もちろん、リスクもある。米国の輸出管理や地政学の緊張は、半導体やクラウドの供給に影響し得る。規制の更新も速く、現地パートナーや法務・税務の設計を誤れば、スピードの利点が逆に不確実性になる。だからこそ、UAEを「行けば何とかなる市場」としてではなく、国家戦略と国際政治の交差点として理解し、ポートフォリオ型に布石を打つ発想が要る。
では、日本企業はどこから入るべきか。第一歩は“現地での情報優位”を持つことだ。データセンターやエネルギー、物流、金融、富裕層向け不動産・サービスなど、AIの周辺インフラに近い領域ほど、案件は大きく、相手は国家・準国家プレイヤーになりやすい。日本の強みである品質管理、長期運用、セキュリティ、信頼性は、まさにこの領域で評価される。第二に、ドバイを「営業拠点」ではなく「資本と人材のプラットフォーム」として使うこと。MENA全域を見据えた持株会社設計、ファミリーオフィスとの関係構築、共同投資の組成など、金融と事業を一体で組み立てる発想が効果的だ。

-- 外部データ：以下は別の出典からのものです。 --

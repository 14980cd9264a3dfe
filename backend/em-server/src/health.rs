use crate::AppState;

use axum::{
    Json,
    extract::State,
    http::StatusCode,
    response::{IntoResponse, Response},
};
use serde_json::json;
use sqlx::SqlitePool;

/// GET /health - Component status, 503 when the database is unreachable
pub async fn health(State(state): State<AppState>) -> Response {
    let database_ok = database_reachable(&state.pool).await;

    let health = json!({
        "status": if database_ok { "healthy" } else { "degraded" },
        "version": env!("CARGO_PKG_VERSION"),
        "components": {
            "database": if database_ok { "operational" } else { "unavailable" },
            "auth": if state.jwt_validator.is_some() { "operational" } else { "disabled" },
            "metrics": if state.metrics.is_some() { "operational" } else { "disabled" },
        },
        "timestamp": chrono::Utc::now().to_rfc3339(),
    });

    let status = if database_ok {
        StatusCode::OK
    } else {
        StatusCode::SERVICE_UNAVAILABLE
    };

    (status, Json(health)).into_response()
}

/// GET /live - Liveness probe (is the process alive?)
pub async fn liveness() -> Response {
    (StatusCode::OK, "OK").into_response()
}

/// GET /ready - Readiness probe (can we serve pages?)
pub async fn readiness(State(state): State<AppState>) -> Response {
    if database_reachable(&state.pool).await {
        (StatusCode::OK, "Ready").into_response()
    } else {
        (StatusCode::SERVICE_UNAVAILABLE, "Database unavailable").into_response()
    }
}

async fn database_reachable(pool: &SqlitePool) -> bool {
    match sqlx::query("SELECT 1").execute(pool).await {
        Ok(_) => true,
        Err(e) => {
            log::warn!("Database health check failed: {}", e);
            false
        }
    }
}
pub mod database;
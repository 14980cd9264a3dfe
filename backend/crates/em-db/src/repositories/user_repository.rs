use crate::Result as DbErrorResult;
use crate::rows::UserRow;

use em_core::Profile;

use sqlx::SqlitePool;
use uuid::Uuid;

pub struct UserRepository {
    pool: SqlitePool,
}

impl UserRepository {
    pub fn new(pool: SqlitePool) -> Self {
        Self { pool }
    }

    pub async fn create(&self, profile: &Profile) -> DbErrorResult<()> {
        sqlx::query(
            r#"
              INSERT INTO users (id, name, email, created_at)
              VALUES (?, ?, ?, ?)
              "#,
        )
        .bind(profile.id.to_string())
        .bind(&profile.name)
        .bind(&profile.email)
        .bind(profile.created_at.timestamp())
        .execute(&self.pool)
        .await?;

        Ok(())
    }

    pub async fn find_by_id(&self, id: Uuid) -> DbErrorResult<Option<Profile>> {
        let row = sqlx::query_as::<_, UserRow>(
            r#"
              SELECT id, name, email, created_at
              FROM users
              WHERE id = ?
              "#,
        )
        .bind(id.to_string())
        .fetch_optional(&self.pool)
        .await?;

        row.map(Profile::try_from).transpose()
    }
}
use crate::Result as DbErrorResult;
use crate::rows::{AttendeeRow, RsvpRow};

use em_core::{Attendee, Rsvp};

use sqlx::SqlitePool;
use uuid::Uuid;

pub struct RsvpRepository {
    pool: SqlitePool,
}

impl RsvpRepository {
    pub fn new(pool: SqlitePool) -> Self {
        Self { pool }
    }

    /// Insert a new response. A second row for the same user and event is
    /// rejected with [`crate::DbError::Conflict`].
    pub async fn create(&self, rsvp: &Rsvp) -> DbErrorResult<()> {
        sqlx::query(
            r#"
              INSERT INTO rsvps (id, user_id, event_id, status, created_at, updated_at)
              VALUES (?, ?, ?, ?, ?, ?)
              "#,
        )
        .bind(rsvp.id.to_string())
        .bind(rsvp.user_id.to_string())
        .bind(rsvp.event_id.to_string())
        .bind(rsvp.status.as_str())
        .bind(rsvp.created_at.timestamp())
        .bind(rsvp.updated_at.timestamp())
        .execute(&self.pool)
        .await?;

        Ok(())
    }

    pub async fn find_by_id(&self, id: Uuid) -> DbErrorResult<Option<Rsvp>> {
        let row = sqlx::query_as::<_, RsvpRow>(
            r#"
              SELECT id, user_id, event_id, status, created_at, updated_at
              FROM rsvps
              WHERE id = ?
              "#,
        )
        .bind(id.to_string())
        .fetch_optional(&self.pool)
        .await?;

        row.map(Rsvp::try_from).transpose()
    }

    pub async fn find_for_user_and_event(
        &self,
        user_id: Uuid,
        event_id: Uuid,
    ) -> DbErrorResult<Option<Rsvp>> {
        let row = sqlx::query_as::<_, RsvpRow>(
            r#"
              SELECT id, user_id, event_id, status, created_at, updated_at
              FROM rsvps
              WHERE user_id = ? AND event_id = ?
              "#,
        )
        .bind(user_id.to_string())
        .bind(event_id.to_string())
        .fetch_optional(&self.pool)
        .await?;

        row.map(Rsvp::try_from).transpose()
    }

    /// Responses for one event, oldest first, with the responder's name/email.
    pub async fn find_by_event(&self, event_id: Uuid) -> DbErrorResult<Vec<Attendee>> {
        let rows = sqlx::query_as::<_, AttendeeRow>(
            r#"
              SELECT r.id, r.user_id, r.event_id, r.status, r.created_at, r.updated_at,
                     u.name AS user_name, u.email AS user_email
              FROM rsvps r
              LEFT JOIN users u ON u.id = r.user_id
              WHERE r.event_id = ?
              ORDER BY r.created_at ASC, r.id ASC
              "#,
        )
        .bind(event_id.to_string())
        .fetch_all(&self.pool)
        .await?;

        rows.into_iter().map(Attendee::try_from).collect()
    }

    /// Persist `rsvp.status` and `rsvp.updated_at`. Returns `false` when no
    /// row has that id.
    pub async fn update_status(&self, rsvp: &Rsvp) -> DbErrorResult<bool> {
        let result = sqlx::query(
            r#"
              UPDATE rsvps
              SET status = ?, updated_at = ?
              WHERE id = ?
              "#,
        )
        .bind(rsvp.status.as_str())
        .bind(rsvp.updated_at.timestamp())
        .bind(rsvp.id.to_string())
        .execute(&self.pool)
        .await?;

        Ok(result.rows_affected() > 0)
    }
}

米国がUAEに見ているのは、アクセスではなく優位性だという指摘は、投資家にとって重要なシグナルである。覇権争いの中心に近い場所ほど、資本は集まり、ルールが作られ、勝者が生まれる。ドバイ・UAEは今、その「中心に近いハブ」として存在感を増している。次の10年、世界の富と技術の流れを読み解くなら、一度は現地に立ち、空気と速度を体感する価値がある。煽りではなく、戦略として。